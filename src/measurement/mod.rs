//! Transfer-function measurements and math traces
//!
//! A measurement is a set of parallel series over one ascending frequency
//! grid. Math traces derive new measurements from existing ones.

mod combine;
mod math_trace;

pub use combine::{combine, combine_or_empty, combine_with, CombineOutcome};
pub use math_trace::{MathOperation, MathTrace, MeasurementStore};

use std::fmt;

use serde::{Deserialize, Serialize};
use uuid::Uuid;

use crate::error::{CombineError, Result, TfError};

/// Reference to a stored measurement
#[derive(Debug, Clone, Copy, PartialEq, Eq, Hash, PartialOrd, Ord, Serialize, Deserialize)]
#[serde(transparent)]
pub struct MeasurementId(pub Uuid);

impl MeasurementId {
    pub fn new() -> Self {
        Self(Uuid::new_v4())
    }
}

impl Default for MeasurementId {
    fn default() -> Self {
        Self::new()
    }
}

impl fmt::Display for MeasurementId {
    fn fmt(&self, f: &mut fmt::Formatter<'_>) -> fmt::Result {
        self.0.fmt(f)
    }
}

/// Magnitude, phase and coherence versus frequency
#[derive(Debug, Clone, Default, PartialEq, Serialize, Deserialize)]
pub struct TransferFunction {
    /// Ascending frequencies in Hz
    pub freqs: Vec<f64>,
    /// Magnitude in dB per bin
    pub mag_db: Vec<f64>,
    /// Phase in degrees per bin, within (-180, 180]
    pub phase_deg: Vec<f64>,
    /// Coherence in [0, 1] per bin
    pub coherence: Vec<f64>,
    /// Time-domain impulse response; empty for derived traces
    #[serde(default)]
    pub impulse_response: Vec<f64>,
}

impl TransferFunction {
    /// Build a measurement without an impulse response
    pub fn new(
        freqs: Vec<f64>,
        mag_db: Vec<f64>,
        phase_deg: Vec<f64>,
        coherence: Vec<f64>,
    ) -> Self {
        Self {
            freqs,
            mag_db,
            phase_deg,
            coherence,
            impulse_response: Vec::new(),
        }
    }

    /// The "no result" sentinel
    pub fn empty() -> Self {
        Self::default()
    }

    /// A sentinel has no frequency bins
    pub fn is_empty(&self) -> bool {
        self.freqs.is_empty()
    }

    pub fn len(&self) -> usize {
        self.freqs.len()
    }

    /// Check that every series matches the frequency grid
    pub fn validate(&self) -> std::result::Result<(), CombineError> {
        self.validate_as(0)
    }

    pub(crate) fn validate_as(&self, source_index: usize) -> std::result::Result<(), CombineError> {
        let expected = self.freqs.len();
        for (series, actual) in [
            ("mag_db", self.mag_db.len()),
            ("phase_deg", self.phase_deg.len()),
            ("coherence", self.coherence.len()),
        ] {
            if actual != expected {
                return Err(CombineError::SeriesLengthMismatch {
                    source_index,
                    series,
                    expected,
                    actual,
                });
            }
        }
        Ok(())
    }

    /// Whether `other` shares this measurement's grid within `tolerance_hz`
    pub fn is_compatible_with(&self, other: &TransferFunction, tolerance_hz: f64) -> bool {
        check_grid(&self.freqs, &other.freqs, 1, tolerance_hz).is_ok()
    }
}

/// Compare `candidate` against the reference grid
pub(crate) fn check_grid(
    reference: &[f64],
    candidate: &[f64],
    source_index: usize,
    tolerance_hz: f64,
) -> std::result::Result<(), CombineError> {
    if reference.len() != candidate.len() {
        return Err(CombineError::GridLengthMismatch {
            source_index,
            expected: reference.len(),
            actual: candidate.len(),
        });
    }
    for (bin, (&expected_hz, &actual_hz)) in reference.iter().zip(candidate).enumerate() {
        // Negated so NaN frequencies count as a mismatch
        if !((expected_hz - actual_hz).abs() <= tolerance_hz) {
            return Err(CombineError::GridValueMismatch {
                source_index,
                bin,
                expected_hz,
                actual_hz,
            });
        }
    }
    Ok(())
}

/// Logarithmically spaced frequency grid, inclusive of both ends
///
/// `start_hz` must be positive, and `end_hz` above it whenever more than one
/// point is requested.
pub fn log_frequency_grid(start_hz: f64, end_hz: f64, points: usize) -> Result<Vec<f64>> {
    let ascending = points <= 1 || end_hz > start_hz;
    if !(start_hz.is_finite() && start_hz > 0.0 && end_hz.is_finite() && ascending) {
        return Err(TfError::InvalidFrequencyRange { start_hz, end_hz });
    }

    Ok(match points {
        0 => Vec::new(),
        1 => vec![start_hz],
        _ => {
            let ratio = (end_hz / start_hz).ln();
            (0..points)
                .map(|i| start_hz * (ratio * i as f64 / (points - 1) as f64).exp())
                .collect()
        }
    })
}
#[cfg(test)]
mod tests {
    use super::*;

    fn open(clip: SyntheticClip) -> (OpenedMedia, Arc<SyntheticProbe>) {
        let backend = SyntheticBackend::with_clip("clip", clip);
        let media = backend.open(Path::new("clip")).unwrap();
        (media, backend.probe())
    }

    fn drain(container: &mut dyn Container) -> Vec<Packet> {
        let mut packets = Vec::new();
        while let Some(packet) = container.read_next_chunk().unwrap() {
            packets.push(packet);
        }
        packets
    }

    #[test]
    fn test_descriptors() {
        let clip = SyntheticClip {
            audio: Some(SyntheticStream::audio(10, 48_000, 2, 4_800)),
            ..SyntheticClip::default()
        };
        let streams = clip.descriptors();
        assert_eq!(streams.len(), 2);
        assert_eq!(streams[0].kind, StreamKind::Video);
        assert!((streams[0].nominal_frame_duration().unwrap() - 0.1).abs() < 1e-12);
        assert!((streams[1].duration_secs().unwrap() - 1.0).abs() < 1e-12);
    }

    #[test]
    fn test_audio_lead_interleaving() {
        let clip = SyntheticClip {
            video: SyntheticStream::video(4, 100),
            audio: Some(SyntheticStream::audio(4, 1_000, 1, 100)),
            audio_lead_secs: 0.2,
        };
        let (mut media, _) = open(clip);
        let order: Vec<(StreamId, i64)> = drain(media.container.as_mut())
            .iter()
            .map(|packet| (packet.stream, packet.dts))
            .collect();
        // audio block at 0.2s sits next to video frame 0.0s
        let audio_pos = order.iter().position(|&entry| entry == (AUDIO_STREAM, 200)).unwrap();
        let video_pos = order.iter().position(|&entry| entry == (VIDEO_STREAM, 0)).unwrap();
        assert!(audio_pos.abs_diff(video_pos) <= 1);
    }

    #[test]
    fn test_backward_seek_lands_on_keyframe() {
        let clip = SyntheticClip {
            video: SyntheticStream {
                keyframe_interval: 5,
                ..SyntheticStream::video(10, 100)
            },
            ..SyntheticClip::default()
        };
        let (mut media, probe) = open(clip);
        media.container.seek(VIDEO_STREAM, 700, SeekDirection::Backward).unwrap();
        assert_eq!(media.container.read_next_chunk().unwrap().unwrap().dts, 500);

        media.container.seek(VIDEO_STREAM, 499, SeekDirection::Backward).unwrap();
        assert_eq!(media.container.read_next_chunk().unwrap().unwrap().dts, 0);

        media.container.seek(VIDEO_STREAM, 600, SeekDirection::Forward).unwrap();
        assert_eq!(media.container.read_next_chunk().unwrap().unwrap().dts, 500);
        assert_eq!(probe.seeks(), vec![(VIDEO_STREAM, 700), (VIDEO_STREAM, 499), (VIDEO_STREAM, 600)]);
    }

    #[test]
    fn test_injected_seek_failure() {
        let clip = SyntheticClip {
            video: SyntheticStream {
                fail_seek: true,
                ..SyntheticStream::default()
            },
            ..SyntheticClip::default()
        };
        let (mut media, _) = open(clip);
        assert!(matches!(
            media.container.seek(VIDEO_STREAM, 0, SeekDirection::Backward),
            Err(SourceError::Seek { .. })
        ));
    }

    #[test]
    fn test_decoder_assembles_and_delays() {
        let clip = SyntheticClip {
            video: SyntheticStream {
                chunks_per_frame: 2,
                decoder_delay: 1,
                ..SyntheticStream::video(3, 100)
            },
            ..SyntheticClip::default()
        };
        let (mut media, _) = open(clip);
        let descriptor = media.streams[0].clone();
        let mut decoder = media.container.create_decoder(&descriptor).unwrap();
        let packets = drain(media.container.as_mut());
        assert_eq!(packets.len(), 6);

        decoder.submit(&packets[0]).unwrap();
        decoder.submit(&packets[1]).unwrap();
        assert!(matches!(decoder.receive().unwrap(), Decoded::NeedMoreInput));
        decoder.submit(&packets[2]).unwrap();
        decoder.submit(&packets[3]).unwrap();
        match decoder.receive().unwrap() {
            Decoded::Frame(frame) => assert_eq!(frame.pts, Some(0)),
            other => panic!("expected frame, got {other:?}"),
        }
        decoder.submit_end_of_stream().unwrap();
        assert!(matches!(decoder.receive().unwrap(), Decoded::Frame(_)));
        assert!(matches!(decoder.receive().unwrap(), Decoded::EndOfStream));
    }

    #[test]
    fn test_decoder_honors_pixel_format() {
        for format in [PixelFormat::Nv12, PixelFormat::P010, PixelFormat::Rgba8] {
            let clip = SyntheticClip {
                video: SyntheticStream {
                    pixel_format: format,
                    ..SyntheticStream::video(1, 100)
                },
                ..SyntheticClip::default()
            };
            let (mut media, _) = open(clip);
            let descriptor = media.streams[0].clone();
            let mut decoder = media.container.create_decoder(&descriptor).unwrap();
            let packets = drain(media.container.as_mut());
            decoder.submit(&packets[0]).unwrap();
            match decoder.receive().unwrap() {
                Decoded::Frame(DecodedFrame {
                    payload: FramePayload::Picture(picture),
                    ..
                }) => {
                    assert_eq!(picture.format, format);
                    assert_eq!(picture.data.len(), format.buffer_size(16, 16));
                }
                other => panic!("expected picture, got {other:?}"),
            }
        }
    }

    #[test]
    fn test_decoder_needs_keyframe_after_flush() {
        let clip = SyntheticClip {
            video: SyntheticStream {
                keyframe_interval: 5,
                ..SyntheticStream::video(10, 100)
            },
            ..SyntheticClip::default()
        };
        let (mut media, _) = open(clip);
        let descriptor = media.streams[0].clone();
        let mut decoder = media.container.create_decoder(&descriptor).unwrap();
        let packets = drain(media.container.as_mut());

        let err = decoder.submit(&packets[3]).unwrap_err();
        assert!(!err.is_fatal());
        decoder.submit(&packets[5]).unwrap();
        decoder.flush();
        assert!(decoder.submit(&packets[6]).is_err());
    }

    #[test]
    fn test_open_rejects_unknown_media() {
        let backend = SyntheticBackend::new();
        assert!(matches!(backend.open(Path::new("movie.mkv")), Err(OpenError::Unsupported(_))));
        assert!(matches!(backend.open(Path::new("/nonexistent/clip.json")), Err(OpenError::NotFound(_))));
    }

    #[test]
    fn test_open_clip_from_json() {
        let dir = tempfile::tempdir().unwrap();
        let path = dir.path().join("clip.json");
        let clip = SyntheticClip {
            video: SyntheticStream::video(3, 40),
            ..SyntheticClip::default()
        };
        std::fs::write(&path, serde_json::to_string_pretty(&clip).unwrap()).unwrap();

        let media = SyntheticBackend::new().open(&path).unwrap();
        assert_eq!(media.streams.len(), 1);
        assert_eq!(media.streams[0].duration, Some(120));
    }
}
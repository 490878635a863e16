//! Container capability: the opaque demuxer the engine reads chunks from.

use std::path::{Path, PathBuf};

use serde::{Deserialize, Serialize};
use thiserror::Error;

use crate::decode::Decoder;

pub type StreamId = usize;

#[derive(Debug, Error)]
pub enum OpenError {
    #[error("Media not found: {}", .0.display())]
    NotFound(PathBuf),
    #[error("Unsupported container: {0}")]
    Unsupported(String),
    #[error("Failed to parse container: {0}")]
    Parse(String),
    #[error("No video stream found")]
    NoVideoStream,
    #[error("No decoder for stream {stream}: {reason}")]
    Decoder { stream: StreamId, reason: String },
    #[error("Open error: {0}")]
    Io(#[from] std::io::Error),
}

#[derive(Debug, Error)]
pub enum SourceError {
    #[error("Read error: {0}")]
    Read(String),
    #[error("Cannot seek stream {stream} to {target}: {reason}")]
    Seek {
        stream: StreamId,
        target: i64,
        reason: String,
    },
}

#[derive(Debug, Clone, Copy, PartialEq, Eq, Hash, Serialize, Deserialize)]
pub enum StreamKind {
    Video,
    Audio,
    Other,
}

/// Rational number, used for time bases and frame rates
#[derive(Debug, Clone, Copy, PartialEq, Eq, Serialize, Deserialize)]
pub struct Rational {
    pub num: i64,
    pub den: i64,
}

impl Rational {
    pub const fn new(num: i64, den: i64) -> Self {
        Self { num, den }
    }

    pub fn as_f64(&self) -> Option<f64> {
        if self.num == 0 || self.den == 0 {
            return None;
        }
        Some(self.num as f64 / self.den as f64)
    }
}

/// Per-stream description reported by the container on open
#[derive(Debug, Clone, Serialize, Deserialize)]
pub struct StreamDescriptor {
    pub id: StreamId,
    pub kind: StreamKind,
    /// Seconds per timestamp unit
    pub time_base: Rational,
    /// First timestamp of the stream, in time-base units
    pub start_time: Option<i64>,
    /// Declared frame rate (video)
    pub frame_rate: Option<Rational>,
    /// Duration in time-base units
    pub duration: Option<i64>,
    pub width: u32,
    pub height: u32,
    pub sample_rate: u32,
    pub channels: u16,
}

impl StreamDescriptor {
    pub fn start_ts(&self) -> i64 {
        self.start_time.unwrap_or(0)
    }

    /// Stream timestamp to seconds, relative to the stream start so every
    /// stream shares a zero origin.
    pub fn ts_to_secs(&self, ts: i64) -> f64 {
        (ts - self.start_ts()) as f64 * self.time_base.num as f64 / self.time_base.den as f64
    }

    /// Seconds (zero origin) to the nearest stream timestamp
    pub fn secs_to_ts(&self, secs: f64) -> i64 {
        let Some(base) = self.time_base.as_f64() else {
            return self.start_ts();
        };
        (secs / base).round() as i64 + self.start_ts()
    }

    /// Duration of one frame derived from the declared frame rate
    pub fn nominal_frame_duration(&self) -> Option<f64> {
        let rate = self.frame_rate?.as_f64()?;
        if rate <= 0.0 {
            return None;
        }
        Some(1.0 / rate)
    }

    pub fn duration_secs(&self) -> Option<f64> {
        let duration = self.duration?;
        Some(duration as f64 * self.time_base.as_f64()?)
    }
}

/// A compressed access unit as read from the container
#[derive(Debug, Clone)]
pub struct Packet {
    pub stream: StreamId,
    /// Decode timestamp, time-base units
    pub dts: i64,
    /// Presentation timestamp, when the container carries one
    pub pts: Option<i64>,
    pub keyframe: bool,
    pub data: Vec<u8>,
}

impl Packet {
    pub fn size(&self) -> u64 {
        self.data.len() as u64
    }
}

#[derive(Debug, Clone, Copy, PartialEq, Eq)]
pub enum SeekDirection {
    /// Land on the closest keyframe at or before the target
    Backward,
    /// Land on the closest keyframe at or after the target
    Forward,
}

/// An open container. Read and seek are only ever called from the demux
/// thread.
pub trait Container: Send {
    /// Next chunk in container order, `Ok(None)` at end of file.
    fn read_next_chunk(&mut self) -> Result<Option<Packet>, SourceError>;

    /// Move the read cursor to a keyframe of `stream` near `target`
    /// (time-base units of that stream).
    fn seek(&mut self, stream: StreamId, target: i64, direction: SeekDirection) -> Result<(), SourceError>;

    /// Open a decoder for one of this container's streams.
    fn create_decoder(&self, stream: &StreamDescriptor) -> Result<Box<dyn Decoder>, OpenError>;
}

pub struct OpenedMedia {
    pub container: Box<dyn Container>,
    pub streams: Vec<StreamDescriptor>,
}

/// Entry point of a demux/decode backend
pub trait MediaBackend: Send + Sync {
    fn open(&self, path: &Path) -> Result<OpenedMedia, OpenError>;

    fn name(&self) -> &str;
}
//! Engine configuration, loadable from JSON.

use std::path::{Path, PathBuf};

use serde::{Deserialize, Serialize};
use thiserror::Error;

#[derive(Debug, Error)]
pub enum ConfigError {
    #[error("Failed to read config {}: {source}", path.display())]
    Read {
        path: PathBuf,
        source: std::io::Error,
    },
    #[error("Failed to write config {}: {source}", path.display())]
    Write {
        path: PathBuf,
        source: std::io::Error,
    },
    #[error("Failed to parse config: {0}")]
    Parse(#[from] serde_json::Error),
    #[error("Invalid config: {0}")]
    Invalid(String),
}

#[derive(Debug, Clone, PartialEq, Serialize, Deserialize)]
#[serde(default)]
pub struct EngineConfig {
    /// Ceiling for compressed bytes queued across all streams
    pub chunk_budget_bytes: u64,
    /// Regular frame queue capacity per stream
    pub frame_queue_capacity: usize,
    /// Scratch frame queue capacity per stream (oldest evicted beyond this)
    pub scratch_queue_capacity: usize,
    /// Restart from zero after the last frame
    pub loop_playback: bool,
    /// Multiplier applied to the system clock delta
    pub speed: f64,
    /// Decode and drive presentation from the audio stream when present
    pub decode_audio: bool,
    /// A `tick` delta above this resyncs the system clock to the next frame
    pub max_tick_delta_secs: f64,
}

impl Default for EngineConfig {
    fn default() -> Self {
        Self {
            chunk_budget_bytes: 16 * 1024 * 1024,
            frame_queue_capacity: 16,
            scratch_queue_capacity: 64,
            loop_playback: false,
            speed: 1.0,
            decode_audio: true,
            max_tick_delta_secs: 1.0,
        }
    }
}

impl EngineConfig {
    /// Load from a JSON file. Missing fields take their defaults.
    pub fn load(path: &Path) -> Result<Self, ConfigError> {
        let content = std::fs::read_to_string(path).map_err(|source| ConfigError::Read {
            path: path.to_path_buf(),
            source,
        })?;
        let config: Self = serde_json::from_str(&content)?;
        config.validate()?;
        Ok(config)
    }

    pub fn save(&self, path: &Path) -> Result<(), ConfigError> {
        if let Some(parent) = path.parent() {
            std::fs::create_dir_all(parent).map_err(|source| ConfigError::Write {
                path: parent.to_path_buf(),
                source,
            })?;
        }
        let content = serde_json::to_string_pretty(self)?;
        std::fs::write(path, content).map_err(|source| ConfigError::Write {
            path: path.to_path_buf(),
            source,
        })
    }

    pub fn validate(&self) -> Result<(), ConfigError> {
        if self.chunk_budget_bytes == 0 {
            return Err(ConfigError::Invalid("chunk_budget_bytes must be positive".into()));
        }
        if self.frame_queue_capacity == 0 || self.scratch_queue_capacity == 0 {
            return Err(ConfigError::Invalid("frame queue capacities must be positive".into()));
        }
        if !(self.speed.is_finite() && self.speed > 0.0) {
            return Err(ConfigError::Invalid(format!("speed must be positive, got {}", self.speed)));
        }
        if !(self.max_tick_delta_secs.is_finite() && self.max_tick_delta_secs > 0.0) {
            return Err(ConfigError::Invalid("max_tick_delta_secs must be positive".into()));
        }
        Ok(())
    }
}

#[cfg(test)]
mod tests {
    use super::*;

    #[test]
    fn test_defaults_are_valid() {
        let config = EngineConfig::default();
        assert!(config.validate().is_ok());
        assert_eq!(config.frame_queue_capacity, 16);
        assert_eq!(config.chunk_budget_bytes, 16 * 1024 * 1024);
    }

    #[test]
    fn test_partial_json_uses_defaults() {
        let config: EngineConfig = serde_json::from_str(r#"{ "loop_playback": true, "speed": 2.0 }"#).unwrap();
        assert!(config.loop_playback);
        assert_eq!(config.speed, 2.0);
        assert_eq!(config.scratch_queue_capacity, 64);
    }

    #[test]
    fn test_save_and_load() {
        let dir = tempfile::tempdir().unwrap();
        let path = dir.path().join("nested").join("engine.json");
        let config = EngineConfig {
            decode_audio: false,
            ..EngineConfig::default()
        };
        config.save(&path).unwrap();
        assert_eq!(EngineConfig::load(&path).unwrap(), config);
    }

    #[test]
    fn test_rejects_invalid_values() {
        let dir = tempfile::tempdir().unwrap();
        let path = dir.path().join("engine.json");
        std::fs::write(&path, r#"{ "speed": 0.0 }"#).unwrap();
        assert!(matches!(EngineConfig::load(&path), Err(ConfigError::Invalid(_))));

        std::fs::write(&path, "not json").unwrap();
        assert!(matches!(EngineConfig::load(&path), Err(ConfigError::Parse(_))));

        let missing = dir.path().join("missing.json");
        assert!(matches!(EngineConfig::load(&missing), Err(ConfigError::Read { .. })));
    }
}
//! # Decoder Capability
//!
//! The bitstream decoder is an external collaborator. The engine only needs
//! the submit/receive contract below: one chunk may yield zero, one or many
//! frames, and one frame may need several chunks.
//!
//! Backends implement [`Decoder`]; containers hand out one decoder per
//! elementary stream (see [`crate::demuxer::Container::create_decoder`]).

use serde::{Deserialize, Serialize};
use thiserror::Error;

use crate::demuxer::Packet;

#[derive(Debug, Error)]
pub enum DecodeError {
    /// The decoder refused a chunk (corrupt data, missing reference frame).
    /// The decode loop drops the chunk and keeps pumping.
    #[error("Chunk rejected: {0}")]
    Rejected(String),
    /// The decoder cannot continue.
    #[error("Decoder failed: {0}")]
    Fatal(String),
}

impl DecodeError {
    pub fn is_fatal(&self) -> bool {
        matches!(self, DecodeError::Fatal(_))
    }
}

/// Pixel format of decoded pictures
#[derive(Debug, Clone, Copy, PartialEq, Eq, Serialize, Deserialize)]
pub enum PixelFormat {
    Nv12, // 4:2:0 semi-planar (Y plane + interleaved UV)
    I420, // 4:2:0 planar (Y + U + V separate)
    P010, // 10-bit 4:2:0 (for HDR)
    Rgba8,
}

impl PixelFormat {
    /// Buffer size in bytes for a picture of this format
    pub fn buffer_size(&self, width: u32, height: u32) -> usize {
        let (w, h) = (width as usize, height as usize);
        match self {
            Self::Nv12 | Self::I420 => w * h * 3 / 2,
            Self::P010 => w * h * 3,
            Self::Rgba8 => w * h * 4,
        }
    }
}

/// A decoded picture. Rendering is out of scope, the bytes are handed to the
/// caller of `tick` untouched.
#[derive(Debug, Clone)]
pub struct Picture {
    pub width: u32,
    pub height: u32,
    pub format: PixelFormat,
    pub data: Vec<u8>,
}

/// A decoded block of audio, interleaved `f32` samples.
#[derive(Debug, Clone)]
pub struct AudioBlock {
    pub sample_rate: u32,
    pub channels: u16,
    pub samples: Vec<f32>,
}

impl AudioBlock {
    /// Number of sample frames (samples per channel)
    pub fn frames(&self) -> usize {
        if self.channels == 0 {
            return 0;
        }
        self.samples.len() / self.channels as usize
    }

    pub fn duration_secs(&self) -> f64 {
        if self.sample_rate == 0 {
            return 0.0;
        }
        self.frames() as f64 / self.sample_rate as f64
    }
}

#[derive(Debug, Clone)]
pub enum FramePayload {
    Picture(Picture),
    Audio(AudioBlock),
}

/// Output of one successful `receive` call
#[derive(Debug, Clone)]
pub struct DecodedFrame {
    /// Best-effort presentation timestamp in stream time-base units, if the
    /// decoder knows it.
    pub pts: Option<i64>,
    pub payload: FramePayload,
}

/// Result of asking the decoder for a frame
#[derive(Debug)]
pub enum Decoded {
    Frame(DecodedFrame),
    /// Submit another chunk before asking again.
    NeedMoreInput,
    /// All frames up to the end-of-stream sentinel have been returned.
    EndOfStream,
}

/// Decoder trait - implemented by every decoder backend
pub trait Decoder: Send {
    /// Feed one compressed chunk.
    fn submit(&mut self, packet: &Packet) -> Result<(), DecodeError>;

    /// Feed the end-of-stream sentinel; pending frames are flushed out
    /// through `receive`, followed by [`Decoded::EndOfStream`].
    fn submit_end_of_stream(&mut self) -> Result<(), DecodeError>;

    /// Ask for an already available frame.
    fn receive(&mut self) -> Result<Decoded, DecodeError>;

    /// Drop all internal state (reference frames, buffered output).
    fn flush(&mut self);

    /// Decoder name for logs
    fn name(&self) -> &str;
}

⁂

Work request:
Look for the string "freqs" in the listing above and copy every line holding it.

Output for this exercise:
    pub freqs: Vec<f64>,
        freqs: Vec<f64>,
            freqs,
        self.freqs.is_empty()
        self.freqs.len()
        let expected = self.freqs.len();
        check_grid(&self.freqs, &other.freqs, 1, tolerance_hz).is_ok()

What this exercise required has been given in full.